The Guardian pointed out that sovereignty is only mentioned in the bill’s preamble: “Victorian traditional owners maintain that their sovereignty has never been ceded.”
Aboriginal people have fought for and waited a long time for treaty: Australia is the only Commonwealth country not to have a treaty with its indigenous peoples.
The historic vote comes a week before hearings are due to begin in a federal parliamentary committee on the proposal for constitutional recognition of Indigenous people, which was announced by Prime Minister Malcolm Turnbull after he rejected the Uluru Statement in October.

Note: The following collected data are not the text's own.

mod config;
mod flv;
mod http;
mod ingest;
mod recording;
mod session;
mod transcode;
mod viewer;

use anyhow::{Context, Result};
use std::sync::Arc;
use tokio::task::JoinHandle;
use tokio_util::sync::CancellationToken;
use tracing::{error, info, warn};
use tracing_subscriber::EnvFilter;

use crate::http::HttpServer;
use crate::session::{AdmissionController, LivenessProber, ManifestProbe};
use crate::transcode::{FfmpegTranscoder, HlsPolicy, Transcoder, SEGMENT_MAX_AGE, SWEEP_INTERVAL};
use crate::viewer::ViewerRegistry;

#[tokio::main]
async fn main() -> Result<()> {
    // 加载配置
    let config = config::Config::load()?;

    // 初始化日志
    tracing_subscriber::fmt()
        .with_env_filter(
            EnvFilter::try_new(&config.log_level).unwrap_or_else(|_| EnvFilter::new("info")),
        )
        .with_target(false)
        .init();

    info!("🚀 Live server starting...");
    info!("✓ Configuration loaded (output: {:?})", config.output_dir);

    tokio::fs::create_dir_all(&config.output_dir)
        .await
        .with_context(|| format!("cannot create output directory {:?}", config.output_dir))?;

    // 会话编排
    let transcoder = Arc::new(FfmpegTranscoder::new(
        config.ffmpeg_bin.clone(),
        config.output_dir.clone(),
        HlsPolicy::default(),
    ));
    let hls_dir = transcoder.hls_dir();
    let admission = Arc::new(AdmissionController::new(
        config.stream_key.clone(),
        config.output_dir.clone(),
        transcoder,
    ));

    let probe = config.manifest_probe_url.clone().map(ManifestProbe::new);
    if let Some(probe) = &probe {
        info!("✓ Manifest probe enabled: {}", probe.url());
    }
    let prober = LivenessProber::new(admission.clone(), probe);

    // 观众注册表
    let (registry, registry_task) = ViewerRegistry::spawn();
    info!("✓ Viewer registry started");

    // 过期分片清理
    let shutdown = CancellationToken::new();
    let retention = transcode::spawn_retention_sweep(
        hls_dir,
        SWEEP_INTERVAL,
        SEGMENT_MAX_AGE,
        shutdown.child_token(),
    );

    let api_server = HttpServer::api(
        config.server_addr().parse().context("invalid SERVER_HOST/SERVER_PORT")?,
        admission.clone(),
        registry,
        prober,
    );
    let ingest_server = HttpServer::ingest(
        config.ingest_addr().parse().context("invalid INGEST_HOST/INGEST_PORT")?,
        admission.clone(),
    );

    info!("✅ Live server ready! Publish to http://{}/live/<key>", config.ingest_addr());

    let api_handle = spawn_server(api_server, shutdown.clone());
    let ingest_handle = spawn_server(ingest_server, shutdown.clone());

    tokio::spawn({
        let shutdown = shutdown.clone();
        let admission = admission.clone();
        async move {
            tokio::select! {
                _ = wait_for_signal() => info!("Shutdown signal received"),
                _ = shutdown.cancelled() => {}
            }
            // 先断开推流，会话拆除时会停止转码
            if admission.force_stop() {
                info!("Active stream session stopped");
            }
            shutdown.cancel();
        }
    });

    // 等待两个服务器
    let (api_result, ingest_result) = tokio::try_join!(api_handle, ingest_handle)?;
    for result in [api_result, ingest_result] {
        if let Err(e) = result {
            error!("Server error: {}", e);
        }
    }

    shutdown.cancel();
    if let Err(e) = retention.await {
        warn!("Retention task failed: {}", e);
    }
    // 仍在线的观众随注册表关闭收到Close帧
    registry_task.abort();

    info!("Live server stopped");
    Ok(())
}

fn spawn_server(server: HttpServer, shutdown: CancellationToken) -> JoinHandle<common::Result<()>> {
    tokio::spawn(async move {
        let result = server.run(shutdown.child_token()).await;
        // 任一端口退出都会关闭整个服务
        shutdown.cancel();
        result
    })
}

async fn wait_for_signal() {
    let ctrl_c = async {
        if let Err(e) = tokio::signal::ctrl_c().await {
            error!("Failed to listen for Ctrl+C: {}", e);
            std::future::pending::<()>().await;
        }
    };

    #[cfg(unix)]
    let terminate = async {
        match tokio::signal::unix::signal(tokio::signal::unix::SignalKind::terminate()) {
            Ok(mut signal) => {
                signal.recv().await;
            }
            Err(e) => {
                error!("Failed to listen for SIGTERM: {}", e);
                std::future::pending::<()>().await;
            }
        }
    };

    #[cfg(not(unix))]
    let terminate = std::future::pending::<()>();

    tokio::select! {
        _ = ctrl_c => {}
        _ = terminate => {}
    }
}
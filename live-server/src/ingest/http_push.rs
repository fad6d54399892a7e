use async_trait::async_trait;
use axum::{
    body::Body,
    extract::State,
    http::{StatusCode, Uri},
    response::{IntoResponse, Response},
    routing::post,
    Json, Router,
};
use bytes::Bytes;
use common::{LiveStreamError, MediaPacket, Result, TrackInfo};
use futures::stream::BoxStream;
use futures::{Stream, StreamExt, TryStreamExt};
use std::io;
use std::sync::Arc;
use tokio_util::codec::FramedRead;
use tokio_util::io::StreamReader;
use tower_http::trace::TraceLayer;
use tracing::{debug, error, info, warn};

use super::PublishConnection;
use crate::flv::{FlvItem, FlvTagDecoder};
use crate::session::AdmissionController;

type BodyReader = StreamReader<BoxStream<'static, io::Result<Bytes>>, Bytes>;

/// HTTP-FLV推流连接
///
/// 请求体按FLV容器分帧，只拆出tag，不解析编码数据。
pub struct HttpFlvPublisher {
    path: String,
    frames: Option<FramedRead<BodyReader, FlvTagDecoder>>,
}

impl HttpFlvPublisher {
    /// 由任意字节流构建
    pub fn new<S>(path: impl Into<String>, body: S) -> Self
    where
        S: Stream<Item = io::Result<Bytes>> + Send + 'static,
    {
        let reader = StreamReader::new(body.boxed());
        Self {
            path: path.into(),
            frames: Some(FramedRead::new(reader, FlvTagDecoder::new())),
        }
    }

    /// 由HTTP请求体构建
    pub fn from_body(path: impl Into<String>, body: Body) -> Self {
        let stream = body
            .into_data_stream()
            .map_err(|e| io::Error::new(io::ErrorKind::Other, e));
        Self::new(path, stream)
    }

    async fn next_item(&mut self) -> Result<Option<FlvItem>> {
        match self.frames.as_mut() {
            Some(frames) => frames.next().await.transpose(),
            None => Ok(None),
        }
    }
}

#[async_trait]
impl PublishConnection for HttpFlvPublisher {
    fn path(&self) -> &str {
        &self.path
    }

    async fn read_tracks(&mut self) -> Result<TrackInfo> {
        match self.next_item().await? {
            Some(FlvItem::Header(tracks)) => Ok(tracks),
            Some(FlvItem::Packet(_)) => Err(LiveStreamError::Protocol(
                "media tag before FLV header".into(),
            )),
            None => Err(LiveStreamError::ConnectionFailure(
                "publisher closed before sending FLV header".into(),
            )),
        }
    }

    async fn read_packet(&mut self) -> Result<Option<MediaPacket>> {
        match self.next_item().await? {
            Some(FlvItem::Packet(packet)) => Ok(Some(packet)),
            Some(FlvItem::Header(_)) => Err(LiveStreamError::Protocol(
                "unexpected second FLV header".into(),
            )),
            None => Ok(None),
        }
    }

    async fn close(&mut self) {
        if self.frames.take().is_some() {
            debug!("Closed publisher connection {}", self.path);
        }
    }
}

/// 推流端口的路由
pub fn router(admission: Arc<AdmissionController>) -> Router {
    Router::new()
        .route("/*path", post(publish))
        .with_state(admission)
        .layer(TraceLayer::new_for_http())
}

/// 接收一次推流，直到会话结束才返回
async fn publish(State(admission): State<Arc<AdmissionController>>, uri: Uri, body: Body) -> Response {
    let path = uri.path().to_string();
    info!("Publish attempt on {}", path);

    let conn = HttpFlvPublisher::from_body(path, body);

    // 会话放到独立任务里，推流端断开导致的请求取消不会跳过拆除流程
    let session = tokio::spawn(async move { admission.handle_publish(conn).await });

    match session.await {
        Ok(Ok(summary)) => (StatusCode::OK, Json(summary)).into_response(),
        Ok(Err(e)) => {
            let status = match &e {
                LiveStreamError::InvalidCredential(_) => StatusCode::FORBIDDEN,
                LiveStreamError::AdmissionConflict => StatusCode::CONFLICT,
                LiveStreamError::Protocol(_) => StatusCode::BAD_REQUEST,
                LiveStreamError::Timeout(_) => StatusCode::REQUEST_TIMEOUT,
                _ => StatusCode::INTERNAL_SERVER_ERROR,
            };
            if status.is_server_error() {
                error!("Publish session failed: {}", e);
            } else {
                warn!("Publish rejected: {}", e);
            }
            (status, e.to_string()).into_response()
        }
        Err(e) => {
            error!("Publish session task failed: {}", e);
            StatusCode::INTERNAL_SERVER_ERROR.into_response()
        }
    }
}

#[cfg(test)]
mod tests {
    use super::*;
    use crate::flv::{encode_header, encode_tag};
    use bytes::BytesMut;
    use common::PacketKind;

    fn flv_bytes() -> Bytes {
        let mut buf = BytesMut::new();
        encode_header(
            &TrackInfo {
                has_audio: false,
                has_video: true,
            },
            &mut buf,
        );
        encode_tag(PacketKind::Video, 0, &[0x17, 0], &mut buf);
        encode_tag(PacketKind::Video, 33, &[0x27, 1], &mut buf);
        buf.freeze()
    }

    fn chunked(bytes: Bytes, size: usize) -> Vec<io::Result<Bytes>> {
        bytes
            .chunks(size)
            .map(|c| Ok(Bytes::copy_from_slice(c)))
            .collect()
    }

    #[tokio::test]
    async fn test_reads_tracks_then_packets() {
        let body = futures::stream::iter(chunked(flv_bytes(), 5));
        let mut conn = HttpFlvPublisher::new("/live/secret42", body);

        assert_eq!(conn.path(), "/live/secret42");
        let tracks = conn.read_tracks().await.unwrap();
        assert!(!tracks.has_audio);
        assert!(tracks.has_video);

        let first = conn.read_packet().await.unwrap().unwrap();
        assert_eq!(first.timestamp, 0);
        let second = conn.read_packet().await.unwrap().unwrap();
        assert_eq!(second.timestamp, 33);
        assert_eq!(&second.data[..], &[0x27, 1]);

        assert!(conn.read_packet().await.unwrap().is_none());
    }

    #[tokio::test]
    async fn test_empty_body_is_connection_failure() {
        let body = futures::stream::iter(Vec::<io::Result<Bytes>>::new());
        let mut conn = HttpFlvPublisher::new("/live/secret42", body);

        assert!(matches!(
            conn.read_tracks().await,
            Err(LiveStreamError::ConnectionFailure(_))
        ));
    }

    #[tokio::test]
    async fn test_transport_error_surfaces() {
        let mut chunks = chunked(flv_bytes(), 64);
        chunks.truncate(1);
        chunks.push(Err(io::Error::new(io::ErrorKind::ConnectionReset, "reset")));
        let mut conn = HttpFlvPublisher::new("/live/secret42", futures::stream::iter(chunks));

        conn.read_tracks().await.unwrap();
        let mut result = conn.read_packet().await;
        while let Ok(Some(_)) = result {
            result = conn.read_packet().await;
        }
        assert!(matches!(result, Err(LiveStreamError::Io(_))));
    }

    #[tokio::test]
    async fn test_close_ends_stream() {
        let body = futures::stream::iter(chunked(flv_bytes(), 64));
        let mut conn = HttpFlvPublisher::new("/live/secret42", body);

        conn.close().await;
        conn.close().await;
        assert!(conn.read_packet().await.unwrap().is_none());
    }

    mod routing {
        use super::*;
        use crate::transcode::{FfmpegTranscoder, HlsPolicy};
        use axum::body::to_bytes;
        use axum::http::Request;
        use common::{SessionEnd, SessionSummary};
        use tower::ServiceExt;

        fn admission(dir: &std::path::Path) -> Arc<AdmissionController> {
            // true立即退出，不产生HLS输出
            let transcoder = Arc::new(FfmpegTranscoder::new("true", dir, HlsPolicy::default()));
            Arc::new(AdmissionController::new("secret42", dir, transcoder))
        }

        fn post(uri: &str, body: Bytes) -> Request<Body> {
            Request::builder()
                .method("POST")
                .uri(uri)
                .body(Body::from(body))
                .unwrap()
        }

        #[tokio::test]
        async fn test_wrong_key_is_forbidden() {
            let dir = tempfile::tempdir().unwrap();
            let response = router(admission(dir.path()))
                .oneshot(post("/live/wrongkey", flv_bytes()))
                .await
                .unwrap();
            assert_eq!(response.status(), StatusCode::FORBIDDEN);
        }

        #[tokio::test]
        async fn test_second_publisher_conflicts() {
            let dir = tempfile::tempdir().unwrap();
            let admission = admission(dir.path());
            let _permit = admission.try_admit("/live/secret42").unwrap();

            let response = router(admission.clone())
                .oneshot(post("/live/secret42", flv_bytes()))
                .await
                .unwrap();
            assert_eq!(response.status(), StatusCode::CONFLICT);
            assert!(admission.is_live());
        }

        #[tokio::test]
        async fn test_complete_publish_returns_summary() {
            let dir = tempfile::tempdir().unwrap();
            let admission = admission(dir.path());

            let response = router(admission.clone())
                .oneshot(post("/live/secret42", flv_bytes()))
                .await
                .unwrap();
            assert_eq!(response.status(), StatusCode::OK);

            let body = to_bytes(response.into_body(), usize::MAX).await.unwrap();
            let summary: SessionSummary = serde_json::from_slice(&body).unwrap();
            assert_eq!(summary.end_reason, SessionEnd::Eof);
            assert_eq!(summary.packets_written, 2);
            assert!(std::path::Path::new(&summary.recording_path).exists());
            assert!(!admission.is_live());
        }

        #[tokio::test]
        async fn test_force_stop_before_header_arrives() {
            let dir = tempfile::tempdir().unwrap();
            let admission = admission(dir.path());

            let silent = futures::stream::pending::<io::Result<Bytes>>();
            let session = tokio::spawn({
                let admission = admission.clone();
                async move {
                    admission
                        .handle_publish(HttpFlvPublisher::new("/live/secret42", silent))
                        .await
                }
            });
            tokio::time::sleep(std::time::Duration::from_millis(100)).await;
            assert!(admission.is_live());

            assert!(admission.force_stop());
            let summary = tokio::time::timeout(std::time::Duration::from_secs(3), session)
                .await
                .expect("session kept waiting for the FLV header")
                .unwrap()
                .unwrap();
            assert_eq!(summary.end_reason, SessionEnd::ForcedStop);
            assert_eq!(summary.packets_written, 0);
            assert!(!admission.is_live());
            assert!(admission.current_stream_info().is_none());
        }

        #[tokio::test]
        async fn test_silent_publisher_times_out() {
            let dir = tempfile::tempdir().unwrap();
            let transcoder = Arc::new(FfmpegTranscoder::new("true", dir.path(), HlsPolicy::default()));
            let admission = Arc::new(
                AdmissionController::new("secret42", dir.path(), transcoder)
                    .with_header_timeout(std::time::Duration::from_millis(100)),
            );

            let silent = futures::stream::pending::<io::Result<Bytes>>();
            let request = Request::builder()
                .method("POST")
                .uri("/live/secret42")
                .body(Body::from_stream(silent))
                .unwrap();

            let response = router(admission.clone()).oneshot(request).await.unwrap();
            assert_eq!(response.status(), StatusCode::REQUEST_TIMEOUT);
            assert!(!admission.is_live());
        }
    }
}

The committee is jointly chaired by Labor Senator and Yawuru man Pat Dodson and Liberal MP Julian Leeser, and is due to present an interim report by July 30.
It also came just days before the 30th anniversary of the Barunga statement, presented to then-Prime Minister Bob Hawke at the 1988 Barunga festival, an annual festival in the remote Aboriginal community of Barunga in the Northern Territory. The statement asserted the First People’s self-determination and called for a treaty. Hawke promised one, raising the hopes of many, but failed to deliver.
Thirty years later, on June 8, the Northern Territory Labor government signed a memorandum of understanding pledging to work towards a treaty. However, the previous day, at a joint land councils meeting at Barunga, the government felt the heat as community leaders attacked its failure in areas of child protection, youth justice and Aboriginal imprisonment rates.
Chief Minister Michael Gunner has already disappointed communities with his back-down on a fracking moratorium and failure to prosecute any staff who were found to have abused children in Don Dale Detention Centre.
Western Australian Aboriginal affairs minister Ben Wyatt has announced a two-year consultation process to establish an Independent Office for Aboriginal People, which he said would give Aboriginal people a voice in parliament. But in South Australia, Premier Steven Marshall, who also holds the Aboriginal Affairs portfolio, has “paused” treaty negotiations, saying he has “other priorities” in Indigenous affairs.
The details of the Victorian and NT treaties are unknown of course: all Victorian and Territory Labor have committed to is to “work towards” treaties, have a conversation, establish frameworks. The next step will be ensuring that the outcome in each case is something more than mere symbolism and hollow words.
As a legal agreement between two sovereign powers, a treaty can and should recognise prior ownership and occupation — sovereignty — of the Aboriginal peoples entering into the treaty. But it can go beyond recognition, outlining things such as reparations for stolen land, protection of Aboriginal people’s rights and guaranteeing consultation processes for land use. Treaties can also give Aboriginal people legal recourse if treaty provisions are broken.
Yolngu man Galarrwuy Yunupingu, who was involved in the original Barunga statement, said “I’m still not gonna get a treaty today — just talking about treaty. And tomorrow, there won’t be an answer.”
It is also difficult to forget that the discussion about treaty has to happen now because of the great betrayal of a Labor Prime Minister 30 years ago. Chairperson of the Anindilyakwa Land Council Tony Wurramarrba summed up the feelings of the Aboriginal and Torres Strait Islander community by closing his address with these words: “Promises should be kept”.